Boise, Idaho-based Building Materials Holding Corporation (BMHC) must pay a total of $242,301 to cover claims by 85 workers in California, Nevada and Arizona as a result of a federal class-action lawsuit brought against a subsidiary of the construction firm for failure to pay for overtime hours.
"We showed the company that we could do it," said Pablo Nuñez Castillo, an immigrant from the state of Michoacan in Mexico who now lives in the Los Angeles area. "This shows that there is occupational justice when you seek legal help."
Nuñez said he urges construction workers everywhere to gather up their courage and demand fair pay from employers.
"I ask my co-workers to never remain silent," he said, "to seek help, to go to the Laborers' International Union of North America (LIUNA), for example, who supported us with the lawyers who took our case. And we did it — we won!"

Nuñez said that he started working for the BMHC in Southern California in 2003, and in all that time he and his co-workers were never paid for overtime hours they worked.
"I was getting paid $19 an hour, but when we worked overtime, they were 9- or 10 hour days, plus Saturdays — and they never paid us for that, only the normal salary for 40 hours per week," he said. "When someone would demand payment, they would just tell us that's how things are, if you want to work — if not, well then you can go. You put up with it because you need the work, because you have so many things to pay at home for the family, and the children."
Nuñez said that he worked on a very big housing project for BMHC in the wealthy Corona del Mar area of Orange County a little more than a year ago. He said the company fired him in order to hire other people who would work for less.
"In order to be able to finish according to what was established, what the company did was to cut personnel, and that was when they fired me so they could hire new people paying them $9 or $10 an hour," he said.
Nuñez said that the challenges he has had to face in order to get win his case against the company have been many and very hard, causing instability in his marriage and family, which includes two children, ages nine and seven.

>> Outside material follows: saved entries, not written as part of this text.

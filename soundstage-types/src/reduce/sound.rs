use serde_json::json;

use crate::bounds::{zone_opacity, ENTITY_GAIN_MAX, ENTITY_GAIN_MIN, GAIN_DRAG_DIVISOR};
use crate::{
    into_fields, radius_for_gain, AssetPath, ConeId, Entity, EntityKind, MutationResult,
    SceneEffect, SoundAsset, SoundSlot, SyncIntent,
};

use super::{cone, push_update};

/// Build the slot for a newly attached asset. Gain and distance settings carry
/// over from `previous`; playback restarts only if `previous` was playing.
pub fn swap_sound(previous: Option<&SoundSlot>, asset: SoundAsset, now: f64) -> SoundSlot {
    let mut slot = SoundSlot::new(asset);
    if let Some(prev) = previous {
        slot.gain = prev.gain;
        slot.ref_distance = prev.ref_distance;
        slot.rolloff = prev.rolloff;
        if prev.is_playing() {
            slot.user_wants_playing = true;
            slot.playback.play(now);
        }
    }
    slot
}

/// Object omni volume, or the live-input volume while live input is on.
pub(super) fn volume(entity: &mut Entity, delta: f32) -> MutationResult {
    let id = entity.id;
    let Some(obj) = entity.as_object_mut() else {
        return MutationResult::none();
    };
    let step = delta / GAIN_DRAG_DIVISOR;

    let mut result = MutationResult::changed();
    let gain = if obj.live_input.enabled {
        let gain = (obj.live_input.volume + step).clamp(ENTITY_GAIN_MIN, ENTITY_GAIN_MAX);
        obj.live_input.volume = gain;
        let audible = if obj.live_input.muted { 0.0 } else { gain };
        result.push_effect(SceneEffect::SetGain {
            entity: id,
            cone: None,
            gain: audible,
        });
        gain
    } else {
        let Some(sound) = obj.sound.as_mut() else {
            return MutationResult::none();
        };
        sound.gain = (sound.gain + step).clamp(ENTITY_GAIN_MIN, ENTITY_GAIN_MAX);
        result.push_effect(SceneEffect::SetGain {
            entity: id,
            cone: None,
            gain: sound.gain,
        });
        sound.gain
    };
    obj.radius = radius_for_gain(gain);
    result.push_effect(SceneEffect::RecomputeRadius {
        entity: id,
        radius: obj.radius,
    });

    if !obj.adding_sound {
        push_update(&mut result, entity, None, into_fields(json!({ "volume": gain })));
    }
    result
}

pub(super) fn attach(
    entity: &mut Entity,
    cone: Option<ConeId>,
    asset: SoundAsset,
    muted: bool,
    now: f64,
) -> MutationResult {
    if let Some(cone_id) = cone {
        return cone::replace_sound(entity, cone_id, asset, now);
    }
    let id = entity.id;
    let mut result = MutationResult::with_rebuild();
    let record = json!({ "sound": asset.name.clone() });

    let (gain, playing, adding_sound) = match &mut entity.kind {
        EntityKind::Object(obj) => {
            // While live input owns the object, the file waits in the stash.
            if obj.live_input.enabled {
                let slot = swap_sound(obj.stashed_sound.as_ref(), asset, now);
                obj.stashed_sound = Some(slot);
                return result;
            }
            let slot = swap_sound(obj.sound.as_ref(), asset, now);
            obj.radius = radius_for_gain(slot.gain);
            result.push_effect(SceneEffect::RecomputeRadius {
                entity: id,
                radius: obj.radius,
            });
            let out = (slot.gain, slot.is_playing(), obj.adding_sound);
            obj.sound = Some(slot);
            out
        }
        EntityKind::Zone(zone) => {
            let was_paused = zone.sound.as_ref().map(|s| !s.is_playing());
            let mut slot = swap_sound(zone.sound.as_ref(), asset, now);
            // A fresh zone plays unless the scene is muted; a swapped one
            // keeps the previous sound's paused state.
            if was_paused.is_none() && !muted {
                slot.user_wants_playing = true;
                slot.playback.play(now);
            }
            zone.opacity = zone_opacity(slot.gain);
            result.push_effect(SceneEffect::ZoneOpacity {
                entity: id,
                opacity: zone.opacity,
            });
            let out = (slot.gain, slot.is_playing(), zone.adding_sound);
            zone.sound = Some(slot);
            out
        }
        EntityKind::Head(_) => return MutationResult::none(),
    };

    result.push_effect(SceneEffect::SoundAttached { entity: id, cone: None });
    if playing {
        result.push_effect(SceneEffect::Transport {
            entity: id,
            cone: None,
            mode: crate::TransportMode::Playing,
            time: 0.0,
        });
    }
    if !adding_sound {
        let mut fields = into_fields(record);
        fields.insert("volume".into(), json!(gain));
        fields.insert("isPlaying".into(), json!(playing));
        push_update(&mut result, entity, None, fields);
    }
    result
}

/// Clear an attached sound and delete its stored blob. A cone is removed
/// outright.
pub(super) fn detach(entity: &mut Entity, cone: Option<ConeId>) -> MutationResult {
    if let Some(cone_id) = cone {
        return cone::remove(entity, cone_id);
    }
    let id = entity.id;
    let name = entity.name.clone();
    let asset_path = match &mut entity.kind {
        EntityKind::Object(obj) => match obj.sound.take() {
            Some(slot) => AssetPath::object(name, slot.asset.name),
            None => return MutationResult::none(),
        },
        EntityKind::Zone(zone) => match zone.sound.take() {
            Some(slot) => AssetPath::zone(name, slot.asset.name),
            None => return MutationResult::none(),
        },
        EntityKind::Head(_) => return MutationResult::none(),
    };

    let mut result = MutationResult::with_rebuild();
    result.push_effect(SceneEffect::SoundCleared { entity: id, cone: None });
    push_update(
        &mut result,
        entity,
        None,
        into_fields(json!({ "sound": null, "isPlaying": null })),
    );
    result.push_sync(SyncIntent::DeleteAsset(asset_path));
    result
}

pub(super) fn begin_load(entity: &mut Entity) -> MutationResult {
    let flag = match &mut entity.kind {
        EntityKind::Object(obj) => &mut obj.adding_sound,
        EntityKind::Zone(zone) => &mut zone.adding_sound,
        EntityKind::Head(_) => return MutationResult::none(),
    };
    if *flag {
        return MutationResult::none();
    }
    *flag = true;
    MutationResult::changed()
}

/// End of a sound load: lift the hold on remote writes and publish the
/// record edits made meanwhile were kept out of. A zone's cached previous
/// scale goes out with it.
pub(super) fn finish_load(entity: &mut Entity) -> MutationResult {
    let position = entity.position().to_json();
    let fields = match &mut entity.kind {
        EntityKind::Object(obj) => {
            if !obj.adding_sound {
                return MutationResult::none();
            }
            obj.adding_sound = false;
            let mut record = json!({ "position": position });
            if let Some(slot) = &obj.sound {
                record["sound"] = json!(slot.asset.name);
                record["volume"] = json!(slot.gain);
                record["isPlaying"] = json!(slot.is_playing());
            }
            record
        }
        EntityKind::Zone(zone) => {
            if !zone.adding_sound {
                return MutationResult::none();
            }
            zone.adding_sound = false;
            let prev = zone.cached_prev_scale.take().unwrap_or(zone.prev_scale);
            let mut record = json!({
                "position": position,
                "rotation": zone.rotation,
                "scale": zone.scale,
                "prev": prev,
            });
            if let Some(slot) = &zone.sound {
                record["sound"] = json!(slot.asset.name);
                record["volume"] = json!(slot.gain);
                record["isPlaying"] = json!(slot.is_playing());
            }
            record
        }
        EntityKind::Head(_) => return MutationResult::none(),
    };

    let mut result = MutationResult::changed();
    push_update(&mut result, entity, None, into_fields(fields));
    result
}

"Look, I had my house and I was paying for it without any problems while I was working," he said. "But I lost it in May of last year, seven months after they took my job away. I couldn't find any work, so I couldn't keep paying [the mortgage]. Then I lost my van that I worked with for the same reason."

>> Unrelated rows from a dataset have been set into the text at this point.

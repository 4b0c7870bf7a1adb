//! Encrypted persistence of the access token.
//!
//! The token is stored as four independently sealed fields under fixed keys.
//! Any failure while writing or reading them clears every field, so the store
//! never holds a half-written or undecryptable record.

use std::sync::Arc;

use tracing::{debug, error, warn};

use super::types::AccessToken;
use crate::crypto::{FieldCipher, KdfParams};
use crate::error::{AuthError, AuthResult};
use crate::storage::SecureStore;

/// Key holding the sealed access token.
pub const ACCESS_TOKEN_KEY: &str = "access_token";
/// Key holding the sealed expiry, epoch milliseconds.
pub const EXPIRES_AT_KEY: &str = "expires_at";
/// Key holding the sealed refresh token.
pub const REFRESH_TOKEN_KEY: &str = "refresh_token";
/// Key holding the sealed user id.
pub const USER_ID_KEY: &str = "user_id";

const FIELD_KEYS: [&str; 4] = [ACCESS_TOKEN_KEY, EXPIRES_AT_KEY, REFRESH_TOKEN_KEY, USER_ID_KEY];

/// Persists an [`AccessToken`] through a [`SecureStore`].
pub struct CredentialStore<S: SecureStore> {
    store: Arc<S>,
    device_id: String,
    kdf: KdfParams,
}

impl<S: SecureStore> std::fmt::Debug for CredentialStore<S> {
    fn fmt(&self, f: &mut std::fmt::Formatter<'_>) -> std::fmt::Result {
        f.debug_struct("CredentialStore").field("kdf", &self.kdf).finish_non_exhaustive()
    }
}

impl<S: SecureStore> CredentialStore<S> {
    /// Create a credential store
    ///
    /// # Arguments
    /// * `store` - Namespaced backend receiving the sealed fields
    /// * `device_id` - Non-secret device identifier bound into the key salt
    /// * `kdf` - Key derivation cost, fixed for the lifetime of stored data
    pub fn new(store: Arc<S>, device_id: impl Into<String>, kdf: KdfParams) -> Self {
        Self { store, device_id: device_id.into(), kdf }
    }

    /// Seal and write all four fields.
    ///
    /// # Errors
    /// Returns `AuthError::Storage` if key derivation, encryption or the write
    /// fails. The store is cleared before returning.
    pub fn save(&self, token: &AccessToken, secret: &str) -> AuthResult<()> {
        let sealed = self.seal_fields(token, secret).map_err(|e| {
            self.clear();
            e
        })?;

        for (key, value) in FIELD_KEYS.iter().zip(sealed.iter()) {
            if let Err(e) = self.store.set(key, value) {
                error!(key = %key, error = %e, "Failed to persist credential field");
                self.clear();
                return Err(AuthError::storage("save", e.to_string()));
            }
        }

        debug!(user_id = %token.user_id, "Access token persisted");
        Ok(())
    }

    /// Read and open the persisted token.
    ///
    /// # Returns
    /// `Ok(None)` when nothing is stored.
    ///
    /// # Errors
    /// Returns `AuthError::Storage` if the backend read fails, or if any
    /// field is missing or fails to decrypt or parse. The store is cleared
    /// before returning.
    pub fn load(&self, secret: &str) -> AuthResult<Option<AccessToken>> {
        match self.store.get(ACCESS_TOKEN_KEY) {
            Ok(Some(_)) => {}
            Ok(None) => {
                debug!("No persisted access token");
                return Ok(None);
            }
            Err(e) => {
                error!(error = %e, "Failed to read persisted access token, clearing store");
                self.clear();
                return Err(AuthError::storage("load", e.to_string()));
            }
        }

        match self.open_fields(secret) {
            Ok(token) => Ok(Some(token)),
            Err(e) => {
                error!(error = %e, "Persisted access token unreadable, clearing store");
                self.clear();
                Err(e)
            }
        }
    }

    /// Remove all fields unconditionally.
    pub fn clear(&self) {
        for key in FIELD_KEYS {
            if let Err(e) = self.store.remove(key) {
                warn!(key = %key, error = %e, "Failed to remove credential field");
            }
        }
        debug!("Credential store cleared");
    }

    /// Whether an access token is currently persisted.
    #[must_use]
    pub fn has_token(&self) -> bool {
        self.store.contains(ACCESS_TOKEN_KEY)
    }

    fn cipher(&self, secret: &str, operation: &str) -> AuthResult<FieldCipher> {
        FieldCipher::derive(secret, &self.device_id, &self.kdf)
            .map_err(|e| AuthError::storage(operation, e.to_string()))
    }

    fn seal_fields(&self, token: &AccessToken, secret: &str) -> AuthResult<[String; 4]> {
        let cipher = self.cipher(secret, "save")?;
        let seal = |value: &str| {
            cipher.seal(value).map_err(|e| AuthError::storage("save", e.to_string()))
        };

        Ok([
            seal(&token.access_token)?,
            seal(&token.expires_at_millis().to_string())?,
            seal(&token.refresh_token)?,
            seal(&token.user_id)?,
        ])
    }

    fn open_fields(&self, secret: &str) -> AuthResult<AccessToken> {
        let cipher = self.cipher(secret, "load")?;
        let open = |key: &str| -> AuthResult<String> {
            let sealed = self
                .store
                .get(key)
                .map_err(|e| AuthError::storage("load", e.to_string()))?
                .ok_or_else(|| AuthError::storage("load", format!("missing field {key}")))?;
            cipher.open(&sealed).map_err(|e| AuthError::storage("load", format!("{key}: {e}")))
        };

        let access_token = open(ACCESS_TOKEN_KEY)?;
        let expires_raw = open(EXPIRES_AT_KEY)?;
        let expires_at = AccessToken::parse_expires_at_millis(&expires_raw).ok_or_else(|| {
            AuthError::storage("load", format!("invalid expires_at value: {expires_raw}"))
        })?;
        let refresh_token = open(REFRESH_TOKEN_KEY)?;
        let user_id = open(USER_ID_KEY)?;

        Ok(AccessToken { access_token, expires_at, refresh_token, user_id })
    }
}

That has led to some basic changes, including a move to a small apartment.
"This work problem affected me and my family in many ways, emotionally, in not having anything to eat, in not having money for anything," he said. "We had to go out and ask for help at the churches, that's how we were, everything has been very difficult, and thank God we were able to win the lawsuit."
Nuñez said that he hopes his children were not aware of the extent of the family's difficulties during the worst of times.
"Fortunately, my children thought we were going for a stroll visiting churches when in reality we were looking for financial help to be able to eat,' he recalled. "But God never abandoned me, because to pay the rent I always found someone who could use me for a day or two days of work."
Nuñez also asserted that the daily uncertainty put his nerves were on edge.
"I've got it under control now, but it affected me psychologically — my eyelids flickered, I had a nervous tic, I was tense," he said. "Now I'm more relaxed, calmer. because the people I have talked with have helped me more."
Nuñez said that he is still looking for work and he is confident he will find an opportunity with another company in the Los Angeles area or in San Diego. He said that he expects to receive approximately $5,000 from the legal settlement, and hopes the money will help him go on with his life and provide greater stability for his family.
"I'm afraid that the lawsuit might make it more difficult for me to find work, but these are the workers' rights," he said. "We aren't asking for more than the money that we deserve legally — they got rich because of us."
Jose Ivan Carpio, an immigrant from the state of Guerrero in Mexico, said that he was working for BHMC when he decided to join the class action lawsuit so he could get paid for the overtime hours he worked. He said the company fired him shortly thereafter, in 2008.
"I think it was in revenge," Carpio said, adding that company representatives would post photos of workers who had complained about pay or joined the lawsuit in the bosses' offices so they wouldn't be hired again.
David Zacarias, who serves as director of LIUNA, said that the recent win against BMHC and its SelectBuild subsidiary sends a strong message to all the construction companies to stop abusing their employees.
"Companies should change their unlawful practices," Zacarias said. "For many years, workers didn't complain because the country's economy was fine and they had a lot of work, but when the crisis hit and housing construction started to slow down, that's when the robberies and abuses against workers started."
Zacarias also said that the courtroom victory has given a spur to attempts to organize workers of the company.
"The workers at that company are trying to organize to form a union," he added. "The abuses continue, the company doesn't want to give them benefits like vacation time, sick days. They don't have coverage against workplace accidents either, or safety measures that comply with the law, like hard hats and belts because they only try to cut costs."
Zacarias said LIUNA representatives are currently informing the workers of their rights so they will not let themselves be intimidated and they can use the law to defend themselves.
Miriam Reyes is a writer for Impulso.